START Given entries

//! Column lineage parser
//!
//! Reads the lineage graph around a column and yields the related entities
//! (upstream and downstream columns, the processes linking them). These are
//! leaves: the crawl stops here.

use lineage_common::types::{EntityKind, EntityRecord, ParserKind};
use std::collections::HashSet;
use tracing::debug;

use super::models::LineageInfo;
use super::{non_blank, ParseError, ResponseParser, Result};
use crate::bus::{CompletionSignal, SignalContext, SignalKind};

#[derive(Default)]
pub struct ColumnLineageParser;

impl ColumnLineageParser {
    pub fn new() -> Self {
        Self
    }
}

impl ResponseParser for ColumnLineageParser {
    fn kind(&self) -> ParserKind {
        ParserKind::ColumnLineage
    }

    fn parse(&self, body: &[u8]) -> Result<Vec<EntityRecord>> {
        let lineage: LineageInfo = serde_json::from_slice(body)?;
        let base = non_blank(lineage.base_entity_guid.clone())
            .ok_or(ParseError::MissingField("baseEntityGuid"))?;

        // Relation order first, then whatever is left in the map, sorted
        let mut seen: HashSet<&str> = HashSet::from([base.as_str()]);
        let mut order: Vec<&str> = Vec::new();

        let related = lineage
            .relations
            .iter()
            .flat_map(|relation| [&relation.from_entity_id, &relation.to_entity_id])
            .filter_map(|guid| guid.as_deref());
        for guid in related {
            if seen.insert(guid) {
                order.push(guid);
            }
        }

        let mut remaining: Vec<&str> = lineage
            .guid_entity_map
            .keys()
            .map(String::as_str)
            .filter(|guid| !seen.contains(guid))
            .collect();
        remaining.sort_unstable();
        order.extend(remaining);

        let records: Vec<EntityRecord> = order
            .into_iter()
            .filter(|guid| !guid.trim().is_empty())
            .filter_map(|guid| {
                lineage
                    .guid_entity_map
                    .get(guid)
                    .map(|entity| entity.to_record(guid, EntityKind::Column))
            })
            .collect();

        debug!(
            column_guid = %base,
            relations = lineage.relations.len(),
            related = records.len(),
            "Parsed column lineage"
        );

        Ok(records)
    }

    fn completion_signal(
        &self,
        records: Vec<EntityRecord>,
        context: &SignalContext,
    ) -> CompletionSignal {
        let message = format!("{} lineage entities resolved", records.len());
        CompletionSignal::new(SignalKind::ColumnLineage, records, message, context)
    }
}
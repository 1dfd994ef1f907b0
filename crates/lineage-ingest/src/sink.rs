//! Record sinks
//!
//! Batch-upsert targets for resolved records. The engine only ever calls
//! [`RecordSink::upsert_batch`] and does not retry on failure.

use async_trait::async_trait;
use chrono::{DateTime, Utc};
use lineage_common::types::EntityRecord;
use serde::{Deserialize, Serialize};
use serde_jsonlines::JsonLinesWriter;
use std::collections::HashMap;
use std::io::Write;
use std::path::{Path, PathBuf};
use std::sync::atomic::{AtomicUsize, Ordering};
use std::sync::{PoisonError, RwLock};
use tracing::debug;

/// Result type for sink operations
pub type Result<T> = std::result::Result<T, SinkError>;

/// Error types for record sinks
#[derive(Debug, thiserror::Error)]
pub enum SinkError {
    #[error("IO error: {0}")]
    Io(#[from] std::io::Error),

    #[error("Sink task failed: {0}")]
    Task(#[from] tokio::task::JoinError),
}

/// Batch-upsert target keyed by [`EntityRecord::upsert_key`]
#[async_trait]
pub trait RecordSink: Send + Sync {
    /// Store a batch. Returns the number of records written; records without
    /// an upsert key are skipped.
    async fn upsert_batch(&self, records: &[EntityRecord]) -> Result<usize>;
}

// ============================================================================
// In-memory sink
// ============================================================================

/// Keeps the latest version of every record in memory
#[derive(Default)]
pub struct MemorySink {
    records: RwLock<HashMap<String, EntityRecord>>,
    batches: AtomicUsize,
}

impl MemorySink {
    pub fn new() -> Self {
        Self::default()
    }

    /// Number of distinct records stored
    pub fn len(&self) -> usize {
        self.records
            .read()
            .unwrap_or_else(PoisonError::into_inner)
            .len()
    }

    pub fn is_empty(&self) -> bool {
        self.len() == 0
    }

    pub fn contains(&self, key: &str) -> bool {
        self.records
            .read()
            .unwrap_or_else(PoisonError::into_inner)
            .contains_key(key)
    }

    pub fn get(&self, key: &str) -> Option<EntityRecord> {
        self.records
            .read()
            .unwrap_or_else(PoisonError::into_inner)
            .get(key)
            .cloned()
    }

    /// Number of upsert calls received
    pub fn batches(&self) -> usize {
        self.batches.load(Ordering::SeqCst)
    }

    /// All records, ordered by key
    pub fn snapshot(&self) -> Vec<EntityRecord> {
        let records = self.records.read().unwrap_or_else(PoisonError::into_inner);
        let mut keyed: Vec<(&String, &EntityRecord)> = records.iter().collect();
        keyed.sort_by(|a, b| a.0.cmp(b.0));
        keyed.into_iter().map(|(_, record)| record.clone()).collect()
    }

    /// Write the snapshot as JSON lines. Returns the number of lines written.
    pub fn write_json_lines<W: Write>(&self, writer: W) -> Result<usize> {
        let records = self.snapshot();
        let mut lines = JsonLinesWriter::new(writer);
        lines.write_all(&records)?;
        lines.flush()?;
        Ok(records.len())
    }
}

#[async_trait]
impl RecordSink for MemorySink {
    async fn upsert_batch(&self, records: &[EntityRecord]) -> Result<usize> {
        self.batches.fetch_add(1, Ordering::SeqCst);

        let mut stored = self.records.write().unwrap_or_else(PoisonError::into_inner);
        let mut written = 0;
        for record in records {
            match record.upsert_key() {
                Some(key) => {
                    stored.insert(key.to_string(), record.clone());
                    written += 1;
                },
                None => debug!(kind = %record.kind, "Skipping record without upsert key"),
            }
        }

        Ok(written)
    }
}

// ============================================================================
// JSON-lines sink
// ============================================================================

/// One line of the JSON-lines output
#[derive(Debug, Clone, Serialize, Deserialize)]
pub struct IngestedRecord {
    pub ingested_at: DateTime<Utc>,
    pub record: EntityRecord,
}

/// Appends every upserted record to a JSON-lines file.
///
/// The file is an append-only log; readers apply last-write-wins per guid.
pub struct JsonLinesSink {
    path: PathBuf,
    written: AtomicUsize,
}

impl JsonLinesSink {
    pub fn new(path: impl Into<PathBuf>) -> Self {
        Self {
            path: path.into(),
            written: AtomicUsize::new(0),
        }
    }

    pub fn path(&self) -> &Path {
        &self.path
    }

    /// Number of lines written so far
    pub fn written(&self) -> usize {
        self.written.load(Ordering::SeqCst)
    }
}

#[async_trait]
impl RecordSink for JsonLinesSink {
    async fn upsert_batch(&self, records: &[EntityRecord]) -> Result<usize> {
        let ingested_at = Utc::now();
        let lines: Vec<IngestedRecord> = records
            .iter()
            .filter(|record| record.upsert_key().is_some())
            .map(|record| IngestedRecord {
                ingested_at,
                record: record.clone(),
            })
            .collect();

        if lines.is_empty() {
            return Ok(0);
        }

        let count = lines.len();
        let path = self.path.clone();
        tokio::task::spawn_blocking(move || serde_jsonlines::append_json_lines(path, lines))
            .await??;

        self.written.fetch_add(count, Ordering::SeqCst);
        debug!(path = %self.path.display(), lines = count, "Appended records");
        Ok(count)
    }
}
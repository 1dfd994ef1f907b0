//! Lineage Ingest Library
#![deny(clippy::unwrap_used, clippy::expect_used)]
//!
//! Recursive crawler for table and column lineage held by a metadata service.
//!
//! A batch of top-level records enters as a `Lineage` signal. Each record's
//! child references become HTTP requests; every successful response is parsed
//! into child records and announced on the same bus, which feeds them back
//! into the crawl until no references remain or the depth budget runs out.
//!
//! # Components
//!
//! - **extractor**: child references to a deduplicated request set
//! - **dispatcher**: concurrent GETs on tracked tasks, no retry
//! - **parser**: table detail and column lineage response parsers
//! - **bus**: in-process completion signals
//! - **orchestrator**: persist, extract, dispatch
//! - **sink**: where resolved records are stored
//!
//! # Example
//!
//! ```no_run
//! use lineage_common::types::{EntityKind, EntityRecord};
//! use lineage_ingest::{CrawlConfig, LineageCrawler, MemorySink};
//! use std::sync::Arc;
//!
//! #[tokio::main]
//! async fn main() -> anyhow::Result<()> {
//!     let sink = Arc::new(MemorySink::new());
//!     let crawler = LineageCrawler::new(&CrawlConfig::from_env()?, sink.clone())?;
//!
//!     let batch = crawler.with_table_detail_references(vec![
//!         EntityRecord::new("2f1c", EntityKind::Table).with_name("orders"),
//!     ]);
//!     crawler.submit_batch(batch);
//!     crawler.wait_idle().await;
//!
//!     println!("{} records resolved", sink.len());
//!     Ok(())
//! }
//! ```

pub mod bus;
pub mod config;
pub mod crawler;
pub mod dispatcher;
pub mod extractor;
pub mod orchestrator;
pub mod parser;
pub mod sink;

pub use bus::{CompletionSignal, SignalBus, SignalContext, SignalHandler, SignalKind};
pub use config::CrawlConfig;
pub use crawler::LineageCrawler;
pub use dispatcher::{DispatchReport, FetchDispatcher, FetchError};
pub use extractor::{extract, RequestDescriptor, RequestSet};
pub use orchestrator::{BatchOrchestrator, BatchState};
pub use parser::{ParseError, ParserRegistry, ResponseParser};
pub use sink::{JsonLinesSink, MemorySink, RecordSink, SinkError};
//! Error types shared across the lineage workspace

use thiserror::Error;

/// Result type alias for lineage operations
pub type Result<T> = std::result::Result<T, LineageError>;

/// Main error type for lineage operations
#[derive(Error, Debug)]
pub enum LineageError {
    #[error("IO error: {0}")]
    Io(#[from] std::io::Error),

    #[error("Serialization error: {0}")]
    Serialization(#[from] serde_json::Error),

    #[error("Invalid URL '{url}': {reason}")]
    InvalidUrl { url: String, reason: String },

    #[error("Unknown parser kind: {0}")]
    UnknownParserKind(String),

    #[error("Configuration error: {0}")]
    Config(String),
}

impl LineageError {
    /// Create an invalid URL error
    pub fn invalid_url(url: impl Into<String>, reason: impl Into<String>) -> Self {
        Self::InvalidUrl {
            url: url.into(),
            reason: reason.into(),
        }
    }

    /// Create a configuration error
    pub fn config(msg: impl Into<String>) -> Self {
        Self::Config(msg.into())
    }
}
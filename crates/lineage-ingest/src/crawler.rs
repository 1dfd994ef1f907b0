//! Crawler wiring
//!
//! [`LineageCrawler`] owns the bus, the dispatcher and the orchestrator for one
//! sink. It is the entry point the binary and the integration tests use.

use lineage_common::types::{ChildReference, EntityKind, EntityRecord, ParserKind};
use std::sync::Arc;
use tracing::{info, warn};
use uuid::Uuid;

use crate::bus::{CompletionSignal, SignalBus, SignalContext, SignalKind};
use crate::config::CrawlConfig;
use crate::dispatcher::{FetchDispatcher, FetchError};
use crate::orchestrator::BatchOrchestrator;
use crate::parser::ParserRegistry;
use crate::sink::RecordSink;

pub struct LineageCrawler {
    config: CrawlConfig,
    bus: Arc<SignalBus>,
    dispatcher: FetchDispatcher,
    // Subscriptions on the bus are weak; this keeps them alive
    _orchestrator: Arc<BatchOrchestrator>,
}

impl LineageCrawler {
    /// Crawler with the built-in parsers
    pub fn new(config: &CrawlConfig, sink: Arc<dyn RecordSink>) -> Result<Self, FetchError> {
        Self::with_parsers(config, ParserRegistry::with_defaults(config), sink)
    }

    pub fn with_parsers(
        config: &CrawlConfig,
        parsers: ParserRegistry,
        sink: Arc<dyn RecordSink>,
    ) -> Result<Self, FetchError> {
        let bus = Arc::new(SignalBus::new());
        let dispatcher = FetchDispatcher::new(config, Arc::new(parsers), Arc::clone(&bus))?;
        let orchestrator = Arc::new(BatchOrchestrator::new(
            sink,
            dispatcher.clone(),
            config.max_depth,
        ));
        orchestrator.register(&bus);

        Ok(Self {
            config: config.clone(),
            bus,
            dispatcher,
            _orchestrator: orchestrator,
        })
    }

    /// Bus the crawl runs on, for extra subscribers
    pub fn bus(&self) -> &Arc<SignalBus> {
        &self.bus
    }

    pub fn dispatcher(&self) -> &FetchDispatcher {
        &self.dispatcher
    }

    /// Publish an externally supplied batch as a `Lineage` signal.
    ///
    /// Returns the batch id, or `None` for an empty batch.
    pub fn submit_batch(&self, records: Vec<EntityRecord>) -> Option<Uuid> {
        if records.is_empty() {
            warn!("Ignoring empty batch");
            return None;
        }

        let context = SignalContext::root();
        let message = format!("Received {} lineage records", records.len());
        let signal = CompletionSignal::new(SignalKind::Lineage, records, message, &context);

        let reached = self.bus.publish(signal);
        info!(batch_id = %context.batch_id, handlers = reached, "Submitted batch");

        Some(context.batch_id)
    }

    /// Give every table that has a guid but no child reference a reference to
    /// its own detail, so the crawl starts from the table's columns.
    pub fn with_table_detail_references(&self, records: Vec<EntityRecord>) -> Vec<EntityRecord> {
        records
            .into_iter()
            .map(|record| match record.guid().map(str::to_string) {
                Some(guid)
                    if record.kind == EntityKind::Table && record.child_references.is_empty() =>
                {
                    record.with_child(ChildReference::new(
                        guid,
                        self.config.table_detail_template.as_str(),
                        ParserKind::TableDetail,
                    ))
                },
                _ => record,
            })
            .collect()
    }

    /// Wait until every request and persistence task has finished
    pub async fn wait_idle(&self) {
        self.dispatcher.wait_idle().await;
    }
}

END Given entries

-- Exercise --
From the records above, copy out the line with "pub fn bus(&self)", the line with "the table's columns.", and every line between them, word for word.

-- Problem solution --
    pub fn bus(&self) -> &Arc<SignalBus> {
        &self.bus
    }

    pub fn dispatcher(&self) -> &FetchDispatcher {
        &self.dispatcher
    }

    /// Publish an externally supplied batch as a `Lineage` signal.
    ///
    /// Returns the batch id, or `None` for an empty batch.
    pub fn submit_batch(&self, records: Vec<EntityRecord>) -> Option<Uuid> {
        if records.is_empty() {
            warn!("Ignoring empty batch");
            return None;
        }

        let context = SignalContext::root();
        let message = format!("Received {} lineage records", records.len());
        let signal = CompletionSignal::new(SignalKind::Lineage, records, message, &context);

        let reached = self.bus.publish(signal);
        info!(batch_id = %context.batch_id, handlers = reached, "Submitted batch");

        Some(context.batch_id)
    }

    /// Give every table that has a guid but no child reference a reference to
    /// its own detail, so the crawl starts from the table's columns.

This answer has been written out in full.